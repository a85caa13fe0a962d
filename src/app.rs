// Copyright 2025 Chris Custine
//
// Licensed under the Apache License, Version 2.0 (the "License");
// you may not use this file except in compliance with the License.
// You may obtain a copy of the License at
//
//     http://www.apache.org/licenses/LICENSE-2.0
//
// Unless required by applicable law or agreed to in writing, software
// distributed under the License is distributed on an "AS IS" BASIS,
// WITHOUT WARRANTIES OR CONDITIONS OF ANY KIND, either express or implied.
// See the License for the specific language governing permissions and
// limitations under the License.

//! The viewer window: side panel, map, and notices.

use std::collections::VecDeque;
use std::sync::{Arc, Mutex};

use chrono::NaiveDate;
use eframe::egui;
use geohash_client::{
    Backend, Bounds, GeohashSync, GraticuleCell, MapSurface, Notice, OverlayKind, SyncEvent, ToggleAction,
    ToggleState,
};
use log::{debug, info, warn};
use tokio::sync::broadcast::{self, error::TryRecvError};
use walkers::{HttpTiles, Map, MapMemory};

use crate::config::AppConfig;
use crate::map::{MapFeedback, OverlayPlugin, RenderedMap};
use crate::worker::{FetchJob, FetchOutcome, FetchWorker};

const DATE_FORMAT: &str = "%Y-%m-%d";

/// Where the viewer starts.
#[derive(Debug, Clone)]
pub struct LaunchOptions {
    pub lat: Option<String>,
    pub lng: Option<String>,
    pub date: NaiveDate,
}

/// Button caption for an overlay toggle.
fn toggle_caption(name: &str, state: ToggleState, busy: bool) -> String {
    match (busy, state) {
        (true, _) => format!("Loading {name}…"),
        (false, ToggleState::Shown) => format!("Hide {name}"),
        (false, ToggleState::Hidden) => format!("Show {name}"),
    }
}

fn parse_date(input: &str) -> Option<NaiveDate> {
    NaiveDate::parse_from_str(input.trim(), DATE_FORMAT).ok()
}

pub struct GeohashApp {
    config: AppConfig,
    sync: GeohashSync<RenderedMap>,
    worker: FetchWorker,
    events: broadcast::Receiver<SyncEvent>,
    map_memory: MapMemory,
    tiles: HttpTiles,
    feedback: Arc<Mutex<MapFeedback>>,
    notices: VecDeque<Notice>,
    lat_input: String,
    lng_input: String,
    date_input: String,
    status: Option<String>,
    visible_bounds: Option<Bounds>,
}

impl std::fmt::Debug for GeohashApp {
    fn fmt(&self, f: &mut std::fmt::Formatter<'_>) -> std::fmt::Result {
        f.debug_struct("GeohashApp")
            .field("sync", &self.sync)
            .field("worker", &self.worker)
            .finish_non_exhaustive()
    }
}

impl GeohashApp {
    pub fn new<B>(
        cc: &eframe::CreationContext<'_>,
        config: AppConfig,
        backend: B,
        launch: LaunchOptions,
    ) -> std::io::Result<Self>
    where
        B: Backend + Send + Sync + 'static,
    {
        let ctx = cc.egui_ctx.clone();
        let worker = FetchWorker::spawn(backend, move || ctx.request_repaint())?;

        let surface = RenderedMap::new(config.graticule_zoom);
        let sync = GeohashSync::new(config.sync_config(), surface, launch.date);
        let events = sync.subscribe();
        let tiles = HttpTiles::new(config.tile_source(), cc.egui_ctx.clone());

        let mut app = Self {
            sync,
            worker,
            events,
            map_memory: MapMemory::default(),
            tiles,
            feedback: Arc::default(),
            notices: VecDeque::new(),
            lat_input: launch.lat.clone().unwrap_or_default(),
            lng_input: launch.lng.clone().unwrap_or_default(),
            date_input: launch.date.format(DATE_FORMAT).to_string(),
            status: None,
            visible_bounds: None,
            config,
        };

        app.navigate(launch.lat.as_deref(), launch.lng.as_deref());
        info!("Viewer started at {} for {}", app.sync.cell(), launch.date);
        Ok(app)
    }

    fn navigate(&mut self, lat: Option<&str>, lng: Option<&str>) {
        if let Some(request) = self.sync.set_route(lat, lng) {
            self.worker.submit(FetchJob::Puzzle(request));
        }
        let resolved = self.sync.resolved();
        if !resolved.from_route && (lat.is_some() || lng.is_some()) {
            self.status = Some("Invalid graticule, showing the default".to_string());
        } else {
            self.status = None;
        }
    }

    fn apply_outcomes(&mut self) {
        let outcomes: Vec<FetchOutcome> = self.worker.try_iter().collect();
        for outcome in outcomes {
            match outcome {
                FetchOutcome::Puzzle(request, result) => {
                    self.sync.apply_puzzle(request, result);
                }
                FetchOutcome::Forecast(result) => self.sync.apply_forecast(result),
                FetchOutcome::Globalhash(result) => self.sync.apply_globalhash(result),
            }
        }
        self.notices.extend(self.sync.drain_notices());
    }

    fn drain_events(&mut self) {
        loop {
            match self.events.try_recv() {
                Ok(SyncEvent::BoundsChanged(bounds)) => self.visible_bounds = Some(bounds),
                Ok(SyncEvent::CellChanged(cell)) => {
                    let (lat, lng) = cell.to_route_params();
                    self.lat_input = lat;
                    self.lng_input = lng;
                }
                Ok(event) => debug!("{:?}", event),
                Err(TryRecvError::Lagged(skipped)) => warn!("Skipped {} map events", skipped),
                Err(TryRecvError::Empty | TryRecvError::Closed) => break,
            }
        }
    }

    fn apply_pending_view(&mut self) {
        if let Some((center, zoom)) = self.sync.surface_mut().take_pending_view() {
            self.map_memory
                .center_at(walkers::lat_lon(center.lat, center.lng));
            if let Err(e) = self.map_memory.set_zoom(zoom) {
                warn!("Cannot zoom to {}: {:?}", zoom, e);
            }
        }
    }

    fn save_default_center(&mut self) {
        let center = self.sync.cell().midpoint();
        self.config.default_lat = center.lat;
        self.config.default_lng = center.lng;
        match self.config.save() {
            Ok(()) => {
                info!("Default center saved as {:.2}, {:.2}", center.lat, center.lng);
                self.status = None;
            }
            Err(e) => {
                warn!("Failed to save config: {}", e);
                self.status = Some(format!("Could not save settings: {e}"));
            }
        }
    }

    fn toggle_overlay(&mut self, kind: OverlayKind) {
        let (action, job) = match kind {
            OverlayKind::ForecastMarkers => (self.sync.toggle_forecast(), FetchJob::Forecast),
            OverlayKind::GlobalhashMarker => (self.sync.toggle_globalhash(), FetchJob::Globalhash),
            _ => return,
        };
        if action == ToggleAction::Fetch {
            self.worker.submit(job);
        }
    }

    fn draw_side_panel(&mut self, ui: &mut egui::Ui) {
        ui.heading("Geohash");
        ui.add_space(6.0);

        egui::Grid::new("puzzle_grid")
            .num_columns(2)
            .spacing([12.0, 4.0])
            .show(ui, |ui| {
                ui.label("Graticule");
                ui.monospace(self.sync.cell().to_string());
                ui.end_row();

                ui.label("Date");
                ui.monospace(self.sync.date().to_string());
                ui.end_row();

                ui.label("DJIA");
                ui.monospace(
                    self.sync
                        .puzzle()
                        .map_or("–", |p| p.auxiliary_value.as_str()),
                );
                ui.end_row();

                ui.label("Hash");
                match self.sync.candidates() {
                    Some(set) => {
                        let p = set.canonical().position;
                        ui.monospace(format!("{:.6}, {:.6}", p.lat, p.lng));
                    }
                    None => {
                        ui.weak("loading…");
                    }
                }
                ui.end_row();
            });

        ui.separator();
        ui.label("Graticule");
        ui.horizontal(|ui| {
            ui.add(egui::TextEdit::singleline(&mut self.lat_input).desired_width(50.0).hint_text("lat"));
            ui.add(egui::TextEdit::singleline(&mut self.lng_input).desired_width(50.0).hint_text("lng"));
        });
        ui.horizontal(|ui| {
            if ui.button("Go").clicked() {
                let (lat, lng) = (self.lat_input.clone(), self.lng_input.clone());
                let lat = Some(lat.as_str()).filter(|s| !s.trim().is_empty());
                let lng = Some(lng.as_str()).filter(|s| !s.trim().is_empty());
                self.navigate(lat, lng);
            }
            if ui.button("Default").clicked() {
                self.navigate(None, None);
            }
        });
        let regions: Vec<(String, GraticuleCell)> = self
            .config
            .region_graticules()
            .map(|(name, cell)| (name.to_owned(), cell))
            .collect();
        if !regions.is_empty() {
            ui.horizontal_wrapped(|ui| {
                for (name, cell) in regions {
                    if ui.button(name).on_hover_text(cell.to_string()).clicked() {
                        let (lat, lng) = cell.to_route_params();
                        self.navigate(Some(&lat), Some(&lng));
                    }
                }
            });
        }
        if ui
            .button("Save as default")
            .on_hover_text("Start here next time")
            .clicked()
        {
            self.save_default_center();
        }

        ui.add_space(4.0);
        ui.label("Date (YYYY-MM-DD)");
        ui.horizontal(|ui| {
            ui.add(egui::TextEdit::singleline(&mut self.date_input).desired_width(90.0));
            if ui.button("Set").clicked() {
                match parse_date(&self.date_input) {
                    Some(date) => {
                        if let Some(request) = self.sync.set_date(date) {
                            self.worker.submit(FetchJob::Puzzle(request));
                        }
                        self.status = None;
                    }
                    None => self.status = Some(format!("Invalid date '{}'", self.date_input)),
                }
            }
        });
        if ui.button("Refresh").clicked() {
            if let Some(request) = self.sync.refresh() {
                self.worker.submit(FetchJob::Puzzle(request));
            }
        }

        ui.separator();
        ui.label("Overlays");
        for (kind, name) in [
            (OverlayKind::ForecastMarkers, "forecast"),
            (OverlayKind::GlobalhashMarker, "globalhash"),
        ] {
            let state = match kind {
                OverlayKind::ForecastMarkers => self.sync.forecast_state(),
                _ => self.sync.globalhash_state(),
            };
            let busy = self.sync.is_busy(kind);
            let button = ui.add_enabled(!busy, egui::Button::new(toggle_caption(name, state, busy)));
            if button.clicked() {
                self.toggle_overlay(kind);
            }
        }

        if let Some(status) = &self.status {
            ui.separator();
            ui.colored_label(egui::Color32::from_rgb(220, 80, 80), status);
        }

        if let Some(bounds) = self.visible_bounds {
            ui.separator();
            ui.small(format!(
                "View {:.3},{:.3} – {:.3},{:.3}",
                bounds.south_west.lat, bounds.south_west.lng, bounds.north_east.lat, bounds.north_east.lng
            ));
        }
    }

    fn draw_map(&mut self, ui: &mut egui::Ui) {
        let plugin = OverlayPlugin::new(self.sync.surface(), Arc::clone(&self.feedback));
        let center = self.sync.resolved().view_center;

        let map = Map::new(
            Some(&mut self.tiles),
            &mut self.map_memory,
            walkers::lat_lon(center.lat, center.lng),
        )
        .with_plugin(plugin);
        let response = ui.add(map);

        self.sync.surface_mut().sync_zoom(self.map_memory.zoom());

        let (clicked, bounds) = match self.feedback.lock() {
            Ok(mut feedback) => (feedback.clicked.take(), feedback.bounds.take()),
            Err(_) => (None, None),
        };
        if let Some((group, index)) = clicked {
            self.sync.surface_mut().open_popup(group, index);
        }
        if !response.dragged() {
            if let Some(bounds) = bounds {
                self.sync.viewport_settled(bounds);
            }
        }
    }

    fn draw_notice(&mut self, ctx: &egui::Context) {
        let Some(notice) = self.notices.front() else {
            return;
        };

        let mut dismissed = false;
        egui::Window::new("Notice")
            .collapsible(false)
            .resizable(false)
            .anchor(egui::Align2::CENTER_CENTER, egui::Vec2::ZERO)
            .show(ctx, |ui| {
                ui.label(&notice.message);
                ui.add_space(6.0);
                if ui.button("OK").clicked() {
                    dismissed = true;
                }
            });

        if dismissed {
            self.notices.pop_front();
        }
    }
}

impl eframe::App for GeohashApp {
    fn update(&mut self, ctx: &egui::Context, _frame: &mut eframe::Frame) {
        self.apply_outcomes();
        self.drain_events();
        self.apply_pending_view();

        egui::SidePanel::left("geohash_panel")
            .default_width(self.config.side_panel_width)
            .resizable(true)
            .show(ctx, |ui| self.draw_side_panel(ui));

        egui::CentralPanel::default()
            .frame(egui::Frame::NONE)
            .show(ctx, |ui| self.draw_map(ui));

        self.draw_notice(ctx);
    }
}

******

● **What you will do**:
Copy out every line of the data that includes "navigate".

● **Answer space**:
        app.navigate(launch.lat.as_deref(), launch.lng.as_deref());
    fn navigate(&mut self, lat: Option<&str>, lng: Option<&str>) {
                self.navigate(lat, lng);
                self.navigate(None, None);
                        self.navigate(Some(&lat), Some(&lng));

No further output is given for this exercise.